The Israeli shopowners quickly figured out that there was a lot of money to be made in supplying these workers with their native foods. There are shops with names like Far Eastern Grocery and Little Manilla, where you can buy everything from oyster sauce to fufu flakes. Near the cash register there are long-distance calling cards for a variety of countries; there are also stacks of a local English-language weekly called the Manilla Times, which reports on issues relevant to foreign workers in Israel - whether their children who were born and raised in Israel will be eligible for basic citizens' rights, where the free health clinics are located, the latest scandalous stories about brutal tactics employed by the immigration police against illegal foreign workers, and so on.

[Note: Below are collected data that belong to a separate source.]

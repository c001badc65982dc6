//! Error types for DocQA

use std::time::Duration;

use thiserror::Error;

/// Result type alias using our custom Error type
pub type Result<T> = std::result::Result<T, Error>;

/// Core error types for the DocQA system
#[derive(Error, Debug)]
pub enum Error {
    #[error("LLM provider error: {message}")]
    LLMProvider {
        message: String,
        /// Server-side failures (5xx) that may succeed on a later attempt.
        transient: bool,
    },

    #[error("Rate limited by LLM provider")]
    RateLimited { retry_after: Option<Duration> },

    #[error("Vector index error: {0}")]
    VectorIndex(String),

    #[error("Configuration error: {0}")]
    Configuration(String),

    #[error("Authentication error: {0}")]
    Authentication(String),

    #[error("Network error: {0}")]
    Network(String),

    #[error("Serialization error: {0}")]
    Serialization(String),

    #[error("Invalid input: {0}")]
    InvalidInput(String),

    #[error("Timeout error: {0}")]
    Timeout(String),

    #[error("IO error: {0}")]
    Io(#[from] std::io::Error),

    #[error("Other error: {0}")]
    Other(String),
}

impl Error {
    /// Non-transient provider error.
    pub fn llm(message: impl Into<String>) -> Self {
        Error::LLMProvider {
            message: message.into(),
            transient: false,
        }
    }

    /// Whether a later attempt of the same request may succeed.
    pub fn is_transient(&self) -> bool {
        match self {
            Error::RateLimited { .. } | Error::Timeout(_) | Error::Network(_) => true,
            Error::LLMProvider { transient, .. } => *transient,
            _ => false,
        }
    }

    /// Minimum delay the remote service asked us to wait, if any.
    pub fn retry_after(&self) -> Option<Duration> {
        match self {
            Error::RateLimited { retry_after } => *retry_after,
            _ => None,
        }
    }
}

impl From<serde_json::Error> for Error {
    fn from(err: serde_json::Error) -> Self {
        Error::Serialization(err.to_string())
    }
}

#[cfg(test)]
mod tests {
    use super::*;

    #[test]
    fn test_transient_classification() {
        assert!(Error::Network("connection reset".into()).is_transient());
        assert!(Error::Timeout("60s".into()).is_transient());
        assert!(Error::RateLimited { retry_after: None }.is_transient());
        assert!(
            Error::LLMProvider {
                message: "502".into(),
                transient: true
            }
            .is_transient()
        );

        assert!(!Error::llm("bad request").is_transient());
        assert!(!Error::Authentication("invalid key".into()).is_transient());
        assert!(!Error::Configuration("missing key".into()).is_transient());
        assert!(!Error::VectorIndex("unreachable".into()).is_transient());
    }

    #[test]
    fn test_retry_after_only_for_rate_limits() {
        let limited = Error::RateLimited {
            retry_after: Some(Duration::from_millis(1500)),
        };
        assert_eq!(limited.retry_after(), Some(Duration::from_millis(1500)));
        assert_eq!(Error::Network("down".into()).retry_after(), None);
    }
}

There are many Russian groceries all over the market - and throughout Israel - that sell foods from the old country to the more than 1 million Russians who immigrated to Israel over the last decade or so. (There's even an Israeli supermarket chain, called Tiv Taam, that specializes in imported foods). That's where I go to buy loaves of heavy, 100% rye bread made with natural sour instead of yeast, Earl Grey tea (leaves, not bags) for a fraction of what it costs in the supermarket, bags of buckwheat, homemade cherry preserves and excellent cheese buns.

The first thing you notice in all these Russian stores is the heavy, spicy and pleasing odour of charcuterie. Basically, you've entered pork heaven. The array of sausages, smoked ham, pork belly, salt pork, pork shoulder and salami in the display cases seems to be endless. They're all stacked on top of each other in a bewildering variety, mixed up with the smoked and grilled turkey breasts and huge wheels of cheese. Russian women with frosted blue eyeshadow and bright yellow hair, wearing old-fashioned white shop assistants' coats, slice the meats and wrap them for the customers. Sometimes they know Hebrew, but often they don't. For some reason they always assume that I'm Russian and inevitably address me in that language. When I respond in Hebrew they look at me disapprovingly, as if I've gone native and denied my true heritage or something. My Hungarian great-grandmother notwithstanding, I guess I am pretty much Russian - although my forebears left when Nicholas II was still czar. Who knew that my ethnicity was written all over my face?

The most amusing thing, though, is watching and listening as the clientele carry out their transactions with the shop assistants in Russian, choosing the bacon and ham they want to purchase for the weekend meals and then, as they reach across the counter to pay and receive their very unkosher packages, they say, in Hebrew, "shabbat shalom" (good sabbath). Without a trace of irony.

And the saddest thing is seeing the Chinese workers. They are invariably men, ruddy-faced peasants with bad teeth from impoverished rural areas in China. They wear clothes stained with plaster dust and paint splotches from their work on construction sites, their hair looks as if they chopped it off themselves, using dull scissors, and they always look exhausted, bewildered and lonely. They walk in groups of two and three, wheeling their bicycles through the pushing crowds of people; bags of bok choy, tofu and sliced pork hang from the handlebars. They speak barely a few words of Hebrew, and live very hard lives here - working 14 hour days on building sites, sleeping several to a room in crumbling old apartments, saving every hard-earned shekel so they can go back to their villages and upgrade their homes and farms.

The only time I ever saw a Chinese man in Tel Aviv smile was when I happened to be in the market around 7 o'clock one winter night, after most of the shops and stalls had closed. I picked my way through the heaps of rotting unsold food that had been dumped on the ground for garbage collection and tried not to look at the impoverished old people who were sorting through the refuse, looking for salavageable edibles, as I made my way to my favourite vegetable stand. I was surprised to see that, instead of the Israeli proprietors, a short, stocky Chinese man stood there, humming to himself as he expertly trimmed the bad bits off heads of lettuce and bunches of greens with a long-bladed knife. He held those vegetables with real tenderness, looking at them as only a farmer would. I stopped and asked him how much a bunch of coriander cost; in response he smiled widely, exposing a mouthful of silver-capped teeth, swept his arm to indicate everything on the stand, and said, in broken Hebrew, "Shekel. All shekel." Twenty-five cents.

The next time I saw the proprietors of that vegetable stand I asked them about the Chinese man. They told me that he worked all day on construction sites, and then came each night to clean up their stand. The deal was, they paid him 100 shekels (about $20) to do all the cleaning, and he could keep the money from any of the leftover produce that he managed to sell. It didn't make a difference to them - if the Chinese man didn't sell them, the vegetables would simply be thrown away.